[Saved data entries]
━━━━━━━━━━━━━━━━

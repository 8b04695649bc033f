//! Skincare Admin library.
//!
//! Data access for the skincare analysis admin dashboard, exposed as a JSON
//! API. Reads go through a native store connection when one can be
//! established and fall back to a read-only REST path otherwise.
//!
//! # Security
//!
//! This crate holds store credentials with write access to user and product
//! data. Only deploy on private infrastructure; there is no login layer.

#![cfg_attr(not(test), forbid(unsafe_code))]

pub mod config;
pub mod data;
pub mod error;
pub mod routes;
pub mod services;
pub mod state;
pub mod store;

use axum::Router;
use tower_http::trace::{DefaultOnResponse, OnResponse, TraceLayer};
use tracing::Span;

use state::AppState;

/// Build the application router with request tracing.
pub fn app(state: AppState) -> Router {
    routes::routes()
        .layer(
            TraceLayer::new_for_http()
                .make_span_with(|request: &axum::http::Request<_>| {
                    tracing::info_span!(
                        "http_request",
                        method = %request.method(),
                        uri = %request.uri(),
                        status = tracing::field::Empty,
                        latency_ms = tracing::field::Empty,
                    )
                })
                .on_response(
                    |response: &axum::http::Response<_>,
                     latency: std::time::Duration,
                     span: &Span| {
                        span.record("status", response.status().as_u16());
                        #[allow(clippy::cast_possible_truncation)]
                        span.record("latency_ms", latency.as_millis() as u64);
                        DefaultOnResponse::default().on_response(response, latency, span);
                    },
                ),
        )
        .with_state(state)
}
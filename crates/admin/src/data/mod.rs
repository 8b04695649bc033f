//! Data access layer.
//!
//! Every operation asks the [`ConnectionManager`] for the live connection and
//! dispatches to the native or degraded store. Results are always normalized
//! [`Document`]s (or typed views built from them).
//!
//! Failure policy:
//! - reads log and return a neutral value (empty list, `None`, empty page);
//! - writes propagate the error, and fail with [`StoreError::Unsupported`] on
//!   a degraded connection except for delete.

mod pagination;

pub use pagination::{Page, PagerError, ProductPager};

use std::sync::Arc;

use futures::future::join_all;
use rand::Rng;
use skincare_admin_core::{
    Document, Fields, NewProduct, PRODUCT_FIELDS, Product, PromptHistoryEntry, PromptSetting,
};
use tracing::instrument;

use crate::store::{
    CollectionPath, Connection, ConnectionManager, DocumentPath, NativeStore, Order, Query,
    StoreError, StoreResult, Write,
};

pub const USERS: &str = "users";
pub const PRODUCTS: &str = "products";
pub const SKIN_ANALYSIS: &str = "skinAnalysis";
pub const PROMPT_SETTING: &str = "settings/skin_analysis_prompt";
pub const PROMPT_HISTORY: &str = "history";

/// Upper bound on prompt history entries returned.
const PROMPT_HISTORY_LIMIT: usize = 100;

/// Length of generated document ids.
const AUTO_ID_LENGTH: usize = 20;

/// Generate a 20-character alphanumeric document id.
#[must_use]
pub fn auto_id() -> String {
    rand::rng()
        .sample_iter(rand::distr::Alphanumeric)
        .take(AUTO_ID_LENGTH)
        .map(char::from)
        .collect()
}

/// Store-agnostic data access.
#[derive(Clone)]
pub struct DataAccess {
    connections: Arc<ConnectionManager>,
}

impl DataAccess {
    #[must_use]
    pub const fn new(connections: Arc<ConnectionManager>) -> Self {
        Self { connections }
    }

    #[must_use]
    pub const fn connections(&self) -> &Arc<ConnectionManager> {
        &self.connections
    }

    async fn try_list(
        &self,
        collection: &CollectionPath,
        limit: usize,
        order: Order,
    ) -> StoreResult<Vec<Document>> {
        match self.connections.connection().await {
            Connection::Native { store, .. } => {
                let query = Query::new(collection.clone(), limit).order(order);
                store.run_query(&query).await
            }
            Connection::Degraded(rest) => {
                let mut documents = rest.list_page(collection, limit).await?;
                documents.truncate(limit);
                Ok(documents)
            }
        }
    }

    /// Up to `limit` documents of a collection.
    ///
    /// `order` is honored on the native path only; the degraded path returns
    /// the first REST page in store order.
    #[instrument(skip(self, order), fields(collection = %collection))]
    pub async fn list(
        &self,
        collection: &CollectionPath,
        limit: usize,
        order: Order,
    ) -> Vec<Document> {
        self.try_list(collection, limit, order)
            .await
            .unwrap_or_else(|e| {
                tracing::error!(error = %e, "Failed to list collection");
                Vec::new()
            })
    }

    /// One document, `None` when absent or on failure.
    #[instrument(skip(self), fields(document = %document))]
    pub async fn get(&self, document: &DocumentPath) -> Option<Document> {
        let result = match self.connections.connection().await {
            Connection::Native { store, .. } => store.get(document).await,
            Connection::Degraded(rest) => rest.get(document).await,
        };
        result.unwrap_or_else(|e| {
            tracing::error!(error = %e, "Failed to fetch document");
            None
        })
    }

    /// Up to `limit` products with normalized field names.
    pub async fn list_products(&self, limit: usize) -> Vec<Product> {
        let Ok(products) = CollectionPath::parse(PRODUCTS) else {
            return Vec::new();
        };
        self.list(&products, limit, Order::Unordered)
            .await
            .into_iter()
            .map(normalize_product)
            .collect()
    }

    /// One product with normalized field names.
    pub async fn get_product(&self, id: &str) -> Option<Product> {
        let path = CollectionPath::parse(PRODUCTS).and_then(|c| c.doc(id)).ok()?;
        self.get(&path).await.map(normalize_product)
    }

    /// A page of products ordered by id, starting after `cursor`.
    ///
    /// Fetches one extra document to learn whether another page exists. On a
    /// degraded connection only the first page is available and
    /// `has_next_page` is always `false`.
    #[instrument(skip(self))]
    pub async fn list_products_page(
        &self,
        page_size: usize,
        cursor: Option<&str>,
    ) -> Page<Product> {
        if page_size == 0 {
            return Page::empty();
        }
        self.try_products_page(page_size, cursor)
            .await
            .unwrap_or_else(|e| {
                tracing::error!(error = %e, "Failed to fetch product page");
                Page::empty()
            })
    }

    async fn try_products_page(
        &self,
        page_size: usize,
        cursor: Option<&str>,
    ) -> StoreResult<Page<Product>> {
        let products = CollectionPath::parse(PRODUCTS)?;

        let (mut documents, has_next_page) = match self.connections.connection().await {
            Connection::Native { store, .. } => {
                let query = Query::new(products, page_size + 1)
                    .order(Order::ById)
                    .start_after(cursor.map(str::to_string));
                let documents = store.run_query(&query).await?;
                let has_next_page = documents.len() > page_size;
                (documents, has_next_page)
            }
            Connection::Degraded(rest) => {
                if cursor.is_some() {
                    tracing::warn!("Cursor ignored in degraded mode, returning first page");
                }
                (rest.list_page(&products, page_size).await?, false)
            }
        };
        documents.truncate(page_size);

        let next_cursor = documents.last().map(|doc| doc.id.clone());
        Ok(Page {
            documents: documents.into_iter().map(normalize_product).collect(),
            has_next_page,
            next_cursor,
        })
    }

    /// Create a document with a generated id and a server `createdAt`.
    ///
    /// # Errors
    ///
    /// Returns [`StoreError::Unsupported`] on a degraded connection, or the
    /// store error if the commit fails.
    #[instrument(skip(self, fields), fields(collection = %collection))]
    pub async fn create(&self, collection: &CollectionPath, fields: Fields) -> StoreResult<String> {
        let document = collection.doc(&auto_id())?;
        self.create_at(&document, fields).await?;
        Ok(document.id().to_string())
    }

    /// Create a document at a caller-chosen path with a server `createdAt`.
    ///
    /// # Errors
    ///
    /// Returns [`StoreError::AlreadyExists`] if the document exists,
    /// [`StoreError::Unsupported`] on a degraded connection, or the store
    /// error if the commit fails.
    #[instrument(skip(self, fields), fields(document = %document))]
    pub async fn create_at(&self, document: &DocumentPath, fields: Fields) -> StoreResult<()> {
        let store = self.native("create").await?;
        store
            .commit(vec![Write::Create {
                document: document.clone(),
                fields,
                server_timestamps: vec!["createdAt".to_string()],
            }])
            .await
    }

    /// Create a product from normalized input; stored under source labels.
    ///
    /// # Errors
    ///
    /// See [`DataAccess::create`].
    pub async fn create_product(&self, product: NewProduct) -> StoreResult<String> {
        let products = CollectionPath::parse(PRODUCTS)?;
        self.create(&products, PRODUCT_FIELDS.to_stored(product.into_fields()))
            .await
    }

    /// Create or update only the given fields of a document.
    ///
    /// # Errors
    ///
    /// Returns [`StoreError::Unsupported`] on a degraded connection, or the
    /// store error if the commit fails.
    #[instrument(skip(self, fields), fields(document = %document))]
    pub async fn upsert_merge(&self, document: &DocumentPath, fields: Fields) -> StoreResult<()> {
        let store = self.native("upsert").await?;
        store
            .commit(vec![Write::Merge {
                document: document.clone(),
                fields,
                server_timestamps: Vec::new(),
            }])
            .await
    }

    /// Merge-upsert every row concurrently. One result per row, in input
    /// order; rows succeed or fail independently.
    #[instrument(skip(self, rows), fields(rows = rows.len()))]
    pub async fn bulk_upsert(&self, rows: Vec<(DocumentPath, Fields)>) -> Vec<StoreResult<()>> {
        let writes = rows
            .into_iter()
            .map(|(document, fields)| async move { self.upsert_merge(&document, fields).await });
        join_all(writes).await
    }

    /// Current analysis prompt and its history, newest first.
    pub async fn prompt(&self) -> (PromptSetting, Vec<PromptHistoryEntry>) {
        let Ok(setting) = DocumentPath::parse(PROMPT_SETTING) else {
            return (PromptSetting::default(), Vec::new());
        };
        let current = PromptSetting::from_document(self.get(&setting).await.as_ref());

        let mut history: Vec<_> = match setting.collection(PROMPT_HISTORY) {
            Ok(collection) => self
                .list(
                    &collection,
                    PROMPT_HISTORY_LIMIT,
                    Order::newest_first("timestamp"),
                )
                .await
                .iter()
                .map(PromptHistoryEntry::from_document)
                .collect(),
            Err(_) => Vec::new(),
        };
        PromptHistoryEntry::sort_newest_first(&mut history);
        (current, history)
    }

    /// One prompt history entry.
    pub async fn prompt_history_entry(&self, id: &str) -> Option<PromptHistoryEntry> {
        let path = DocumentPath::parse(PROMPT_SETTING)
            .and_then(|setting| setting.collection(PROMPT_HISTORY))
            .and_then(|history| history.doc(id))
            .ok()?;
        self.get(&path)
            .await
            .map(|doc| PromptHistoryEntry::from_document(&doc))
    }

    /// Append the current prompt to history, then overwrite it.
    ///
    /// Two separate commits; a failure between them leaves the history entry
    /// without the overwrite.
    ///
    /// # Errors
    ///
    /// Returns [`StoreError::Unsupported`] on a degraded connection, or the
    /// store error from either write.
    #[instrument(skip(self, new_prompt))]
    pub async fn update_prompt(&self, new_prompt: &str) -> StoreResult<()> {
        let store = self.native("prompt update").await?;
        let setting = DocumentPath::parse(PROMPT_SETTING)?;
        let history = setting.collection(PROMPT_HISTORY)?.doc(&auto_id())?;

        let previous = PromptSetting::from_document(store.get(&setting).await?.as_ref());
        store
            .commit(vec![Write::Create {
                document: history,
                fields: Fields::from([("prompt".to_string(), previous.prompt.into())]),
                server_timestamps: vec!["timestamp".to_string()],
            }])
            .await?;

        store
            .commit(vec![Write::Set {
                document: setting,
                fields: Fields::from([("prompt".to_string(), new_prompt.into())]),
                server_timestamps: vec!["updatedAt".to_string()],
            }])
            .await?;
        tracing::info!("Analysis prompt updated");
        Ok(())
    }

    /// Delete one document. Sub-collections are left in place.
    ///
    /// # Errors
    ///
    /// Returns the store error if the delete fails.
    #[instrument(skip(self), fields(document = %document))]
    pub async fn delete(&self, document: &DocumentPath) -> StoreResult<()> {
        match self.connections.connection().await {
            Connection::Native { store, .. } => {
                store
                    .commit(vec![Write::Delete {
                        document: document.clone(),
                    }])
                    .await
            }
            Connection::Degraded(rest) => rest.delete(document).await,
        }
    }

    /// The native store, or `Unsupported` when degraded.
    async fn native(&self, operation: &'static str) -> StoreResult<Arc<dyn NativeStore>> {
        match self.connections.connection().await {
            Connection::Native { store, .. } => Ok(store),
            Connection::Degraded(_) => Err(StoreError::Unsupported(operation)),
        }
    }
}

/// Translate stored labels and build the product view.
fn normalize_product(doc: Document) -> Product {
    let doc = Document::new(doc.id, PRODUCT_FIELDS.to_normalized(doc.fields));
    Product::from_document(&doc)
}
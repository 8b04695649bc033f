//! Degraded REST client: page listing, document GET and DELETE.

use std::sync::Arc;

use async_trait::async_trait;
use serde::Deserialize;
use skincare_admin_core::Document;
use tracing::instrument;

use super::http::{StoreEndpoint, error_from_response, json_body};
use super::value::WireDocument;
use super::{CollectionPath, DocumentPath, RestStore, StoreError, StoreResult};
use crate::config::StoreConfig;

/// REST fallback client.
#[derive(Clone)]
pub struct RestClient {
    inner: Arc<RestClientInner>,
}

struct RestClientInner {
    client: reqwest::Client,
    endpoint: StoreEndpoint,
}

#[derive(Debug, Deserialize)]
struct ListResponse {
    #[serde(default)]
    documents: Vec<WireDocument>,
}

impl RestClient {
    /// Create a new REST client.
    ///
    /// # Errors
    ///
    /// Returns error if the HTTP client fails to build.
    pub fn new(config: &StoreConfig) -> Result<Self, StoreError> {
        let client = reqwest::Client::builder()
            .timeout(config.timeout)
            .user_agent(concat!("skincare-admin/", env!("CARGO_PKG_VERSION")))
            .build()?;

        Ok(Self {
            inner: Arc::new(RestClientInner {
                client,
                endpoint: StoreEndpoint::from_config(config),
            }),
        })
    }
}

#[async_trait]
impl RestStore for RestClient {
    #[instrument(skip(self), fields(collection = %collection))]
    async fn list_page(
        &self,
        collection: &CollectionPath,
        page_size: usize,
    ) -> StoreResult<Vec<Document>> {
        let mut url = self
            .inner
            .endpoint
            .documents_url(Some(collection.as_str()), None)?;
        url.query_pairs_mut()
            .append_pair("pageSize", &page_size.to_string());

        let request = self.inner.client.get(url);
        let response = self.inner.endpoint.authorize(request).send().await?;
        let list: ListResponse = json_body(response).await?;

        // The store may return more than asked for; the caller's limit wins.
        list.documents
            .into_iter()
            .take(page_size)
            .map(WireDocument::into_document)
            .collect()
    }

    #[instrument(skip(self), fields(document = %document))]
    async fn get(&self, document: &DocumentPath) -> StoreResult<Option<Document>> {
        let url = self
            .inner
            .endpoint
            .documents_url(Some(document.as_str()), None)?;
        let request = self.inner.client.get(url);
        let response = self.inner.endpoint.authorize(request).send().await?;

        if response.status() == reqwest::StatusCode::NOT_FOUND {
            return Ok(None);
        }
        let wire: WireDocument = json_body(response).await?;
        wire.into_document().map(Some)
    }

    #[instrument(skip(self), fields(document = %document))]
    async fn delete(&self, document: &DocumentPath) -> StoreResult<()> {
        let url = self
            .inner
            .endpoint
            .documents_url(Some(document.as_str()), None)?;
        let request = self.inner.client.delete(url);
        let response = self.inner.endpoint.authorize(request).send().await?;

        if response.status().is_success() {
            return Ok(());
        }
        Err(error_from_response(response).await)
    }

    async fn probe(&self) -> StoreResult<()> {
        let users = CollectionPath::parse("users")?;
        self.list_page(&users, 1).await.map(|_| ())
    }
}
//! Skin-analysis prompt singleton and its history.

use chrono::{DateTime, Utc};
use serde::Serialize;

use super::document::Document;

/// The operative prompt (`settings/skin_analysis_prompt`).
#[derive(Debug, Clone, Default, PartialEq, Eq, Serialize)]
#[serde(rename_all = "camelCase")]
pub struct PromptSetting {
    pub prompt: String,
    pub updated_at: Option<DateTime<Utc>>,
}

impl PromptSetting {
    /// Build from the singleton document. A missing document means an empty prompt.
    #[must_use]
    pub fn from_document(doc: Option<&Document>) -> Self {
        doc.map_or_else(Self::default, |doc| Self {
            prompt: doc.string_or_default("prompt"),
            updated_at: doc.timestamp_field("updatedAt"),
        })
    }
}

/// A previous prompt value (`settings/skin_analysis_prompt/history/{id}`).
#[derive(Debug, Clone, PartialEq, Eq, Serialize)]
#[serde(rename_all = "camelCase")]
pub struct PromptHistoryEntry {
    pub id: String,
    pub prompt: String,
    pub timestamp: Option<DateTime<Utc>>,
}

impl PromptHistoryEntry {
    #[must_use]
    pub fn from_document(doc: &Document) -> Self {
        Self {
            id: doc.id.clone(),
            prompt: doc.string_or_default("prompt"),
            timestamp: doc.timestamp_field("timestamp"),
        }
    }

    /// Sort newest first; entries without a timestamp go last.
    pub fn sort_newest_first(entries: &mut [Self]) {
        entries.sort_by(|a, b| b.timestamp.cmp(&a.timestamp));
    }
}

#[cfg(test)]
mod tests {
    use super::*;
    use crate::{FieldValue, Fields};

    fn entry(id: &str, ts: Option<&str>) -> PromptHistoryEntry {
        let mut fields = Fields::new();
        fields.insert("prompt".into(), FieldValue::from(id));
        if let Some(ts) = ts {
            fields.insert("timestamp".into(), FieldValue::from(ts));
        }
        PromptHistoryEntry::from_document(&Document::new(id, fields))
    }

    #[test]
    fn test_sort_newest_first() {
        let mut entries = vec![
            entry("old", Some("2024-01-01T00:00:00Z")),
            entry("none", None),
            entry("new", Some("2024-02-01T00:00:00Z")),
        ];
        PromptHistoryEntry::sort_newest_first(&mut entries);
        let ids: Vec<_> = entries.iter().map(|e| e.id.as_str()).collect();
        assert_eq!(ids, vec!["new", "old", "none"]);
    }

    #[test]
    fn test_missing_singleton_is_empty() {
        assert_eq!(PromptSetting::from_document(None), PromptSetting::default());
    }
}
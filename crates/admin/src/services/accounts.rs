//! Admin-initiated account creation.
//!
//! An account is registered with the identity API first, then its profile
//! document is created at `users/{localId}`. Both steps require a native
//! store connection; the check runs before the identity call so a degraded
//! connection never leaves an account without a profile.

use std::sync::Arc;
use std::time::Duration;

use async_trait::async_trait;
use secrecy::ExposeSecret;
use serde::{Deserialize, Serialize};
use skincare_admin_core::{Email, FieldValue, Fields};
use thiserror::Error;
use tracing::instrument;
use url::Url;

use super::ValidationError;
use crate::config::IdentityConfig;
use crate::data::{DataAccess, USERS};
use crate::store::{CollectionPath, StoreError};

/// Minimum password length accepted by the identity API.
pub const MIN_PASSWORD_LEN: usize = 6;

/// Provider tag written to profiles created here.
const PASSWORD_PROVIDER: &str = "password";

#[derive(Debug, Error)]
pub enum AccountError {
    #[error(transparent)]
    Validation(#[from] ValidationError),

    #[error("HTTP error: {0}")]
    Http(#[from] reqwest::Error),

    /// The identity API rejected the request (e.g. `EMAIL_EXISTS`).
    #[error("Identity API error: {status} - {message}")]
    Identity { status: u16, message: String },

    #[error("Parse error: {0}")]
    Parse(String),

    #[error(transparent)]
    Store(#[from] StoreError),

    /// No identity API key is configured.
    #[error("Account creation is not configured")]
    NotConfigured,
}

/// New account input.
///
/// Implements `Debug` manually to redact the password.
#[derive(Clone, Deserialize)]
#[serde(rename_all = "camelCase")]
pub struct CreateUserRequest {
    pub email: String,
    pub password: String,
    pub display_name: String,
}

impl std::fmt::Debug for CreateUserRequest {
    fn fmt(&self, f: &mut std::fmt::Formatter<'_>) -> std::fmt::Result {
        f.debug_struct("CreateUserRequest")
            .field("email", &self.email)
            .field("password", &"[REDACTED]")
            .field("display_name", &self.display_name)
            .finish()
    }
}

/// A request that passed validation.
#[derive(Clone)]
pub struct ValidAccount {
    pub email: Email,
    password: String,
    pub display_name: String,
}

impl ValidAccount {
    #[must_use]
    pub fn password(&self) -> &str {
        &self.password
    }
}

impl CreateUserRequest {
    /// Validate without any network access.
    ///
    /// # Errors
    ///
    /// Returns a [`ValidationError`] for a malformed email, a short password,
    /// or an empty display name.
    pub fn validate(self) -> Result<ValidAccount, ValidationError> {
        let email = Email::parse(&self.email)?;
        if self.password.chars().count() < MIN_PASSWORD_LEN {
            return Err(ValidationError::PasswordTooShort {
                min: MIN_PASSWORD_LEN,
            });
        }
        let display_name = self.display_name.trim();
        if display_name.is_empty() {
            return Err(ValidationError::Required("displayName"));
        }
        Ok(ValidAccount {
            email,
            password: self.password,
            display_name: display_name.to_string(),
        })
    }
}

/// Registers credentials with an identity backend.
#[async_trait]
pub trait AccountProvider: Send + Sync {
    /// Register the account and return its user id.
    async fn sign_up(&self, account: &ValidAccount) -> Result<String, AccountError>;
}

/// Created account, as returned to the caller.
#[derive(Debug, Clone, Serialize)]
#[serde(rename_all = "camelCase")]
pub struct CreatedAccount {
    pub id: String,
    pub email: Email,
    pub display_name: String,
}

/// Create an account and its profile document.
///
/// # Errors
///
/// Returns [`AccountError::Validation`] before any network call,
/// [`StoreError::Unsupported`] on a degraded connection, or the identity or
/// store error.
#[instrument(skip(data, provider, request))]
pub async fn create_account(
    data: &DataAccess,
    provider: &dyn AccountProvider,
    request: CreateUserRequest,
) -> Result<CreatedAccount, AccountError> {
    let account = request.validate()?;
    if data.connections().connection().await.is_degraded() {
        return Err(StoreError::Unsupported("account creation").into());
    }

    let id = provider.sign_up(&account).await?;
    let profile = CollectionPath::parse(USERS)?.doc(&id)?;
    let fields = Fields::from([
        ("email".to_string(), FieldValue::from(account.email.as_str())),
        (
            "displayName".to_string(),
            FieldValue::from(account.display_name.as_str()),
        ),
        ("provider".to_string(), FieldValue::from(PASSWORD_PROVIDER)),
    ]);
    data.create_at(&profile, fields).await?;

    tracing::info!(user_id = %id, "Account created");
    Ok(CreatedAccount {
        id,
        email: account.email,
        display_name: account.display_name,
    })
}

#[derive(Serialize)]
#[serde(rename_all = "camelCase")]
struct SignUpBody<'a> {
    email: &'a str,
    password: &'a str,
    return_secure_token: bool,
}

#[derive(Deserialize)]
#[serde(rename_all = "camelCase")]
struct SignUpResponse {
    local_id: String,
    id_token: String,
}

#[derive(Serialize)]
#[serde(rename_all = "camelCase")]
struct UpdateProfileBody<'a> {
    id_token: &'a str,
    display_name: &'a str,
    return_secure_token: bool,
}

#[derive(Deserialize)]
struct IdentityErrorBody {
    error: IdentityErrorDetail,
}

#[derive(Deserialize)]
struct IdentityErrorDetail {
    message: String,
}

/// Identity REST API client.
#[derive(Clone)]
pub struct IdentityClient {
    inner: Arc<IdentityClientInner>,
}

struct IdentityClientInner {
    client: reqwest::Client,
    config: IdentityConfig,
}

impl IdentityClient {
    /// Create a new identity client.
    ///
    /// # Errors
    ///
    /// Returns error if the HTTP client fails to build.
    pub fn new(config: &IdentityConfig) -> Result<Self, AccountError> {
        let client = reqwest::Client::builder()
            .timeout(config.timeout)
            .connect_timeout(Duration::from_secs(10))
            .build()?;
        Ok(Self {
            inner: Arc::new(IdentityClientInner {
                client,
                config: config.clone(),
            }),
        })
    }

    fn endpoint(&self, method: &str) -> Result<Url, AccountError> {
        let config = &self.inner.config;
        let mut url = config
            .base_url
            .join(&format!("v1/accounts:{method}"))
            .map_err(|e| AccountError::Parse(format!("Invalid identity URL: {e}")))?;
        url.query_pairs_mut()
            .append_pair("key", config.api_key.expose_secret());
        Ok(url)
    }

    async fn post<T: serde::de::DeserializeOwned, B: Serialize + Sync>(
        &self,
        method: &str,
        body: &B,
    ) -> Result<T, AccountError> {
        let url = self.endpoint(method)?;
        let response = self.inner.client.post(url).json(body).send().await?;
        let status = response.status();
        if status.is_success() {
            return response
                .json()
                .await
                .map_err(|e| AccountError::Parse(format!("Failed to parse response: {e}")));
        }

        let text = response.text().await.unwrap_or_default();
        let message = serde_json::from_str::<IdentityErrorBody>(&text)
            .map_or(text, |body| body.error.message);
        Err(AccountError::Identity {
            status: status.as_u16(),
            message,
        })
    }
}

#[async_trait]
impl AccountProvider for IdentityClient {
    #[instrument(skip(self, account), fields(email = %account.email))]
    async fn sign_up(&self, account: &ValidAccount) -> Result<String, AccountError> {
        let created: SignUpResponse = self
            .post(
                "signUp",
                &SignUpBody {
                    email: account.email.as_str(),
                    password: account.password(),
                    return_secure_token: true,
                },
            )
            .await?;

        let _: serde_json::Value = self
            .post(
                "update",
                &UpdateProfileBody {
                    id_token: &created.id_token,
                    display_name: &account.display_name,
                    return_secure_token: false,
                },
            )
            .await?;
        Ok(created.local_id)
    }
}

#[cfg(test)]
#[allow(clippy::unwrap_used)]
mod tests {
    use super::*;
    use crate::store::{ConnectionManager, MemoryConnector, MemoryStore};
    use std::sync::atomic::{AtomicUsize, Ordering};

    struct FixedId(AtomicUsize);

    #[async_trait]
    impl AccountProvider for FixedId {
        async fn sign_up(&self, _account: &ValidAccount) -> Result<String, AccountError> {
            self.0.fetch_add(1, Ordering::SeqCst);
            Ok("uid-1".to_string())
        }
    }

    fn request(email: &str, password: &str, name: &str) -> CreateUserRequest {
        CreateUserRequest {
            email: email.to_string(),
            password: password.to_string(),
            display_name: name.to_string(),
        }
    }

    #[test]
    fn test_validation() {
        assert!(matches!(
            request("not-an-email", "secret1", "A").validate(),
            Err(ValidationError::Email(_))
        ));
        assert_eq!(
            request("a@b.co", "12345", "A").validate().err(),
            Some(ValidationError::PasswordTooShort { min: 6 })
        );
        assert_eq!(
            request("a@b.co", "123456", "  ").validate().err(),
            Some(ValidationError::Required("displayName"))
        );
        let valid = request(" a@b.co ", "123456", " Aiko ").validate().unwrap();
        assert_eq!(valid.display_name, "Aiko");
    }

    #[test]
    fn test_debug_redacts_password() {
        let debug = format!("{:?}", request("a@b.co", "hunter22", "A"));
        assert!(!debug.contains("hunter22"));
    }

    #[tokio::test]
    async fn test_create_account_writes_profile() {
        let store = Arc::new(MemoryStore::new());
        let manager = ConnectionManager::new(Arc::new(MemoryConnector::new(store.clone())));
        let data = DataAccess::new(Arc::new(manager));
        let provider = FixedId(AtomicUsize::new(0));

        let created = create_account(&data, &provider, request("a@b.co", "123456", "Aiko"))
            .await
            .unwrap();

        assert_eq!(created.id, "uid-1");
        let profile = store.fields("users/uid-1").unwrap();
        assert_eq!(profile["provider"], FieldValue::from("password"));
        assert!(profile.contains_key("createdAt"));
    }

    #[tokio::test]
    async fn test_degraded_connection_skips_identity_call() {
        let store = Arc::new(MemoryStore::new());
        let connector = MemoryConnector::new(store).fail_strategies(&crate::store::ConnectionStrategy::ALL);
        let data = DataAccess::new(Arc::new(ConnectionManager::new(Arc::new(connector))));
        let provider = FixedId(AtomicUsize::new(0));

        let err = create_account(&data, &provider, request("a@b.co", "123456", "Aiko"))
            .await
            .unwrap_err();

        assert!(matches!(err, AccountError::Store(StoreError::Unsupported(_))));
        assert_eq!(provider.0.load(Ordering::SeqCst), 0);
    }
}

━━━━━━━━━━━━━━━━

Scan the records above. Return every line with "creation" in it.

//! Admin-initiated account creation.
    #[error("Account creation is not configured")]
        return Err(StoreError::Unsupported("account creation").into());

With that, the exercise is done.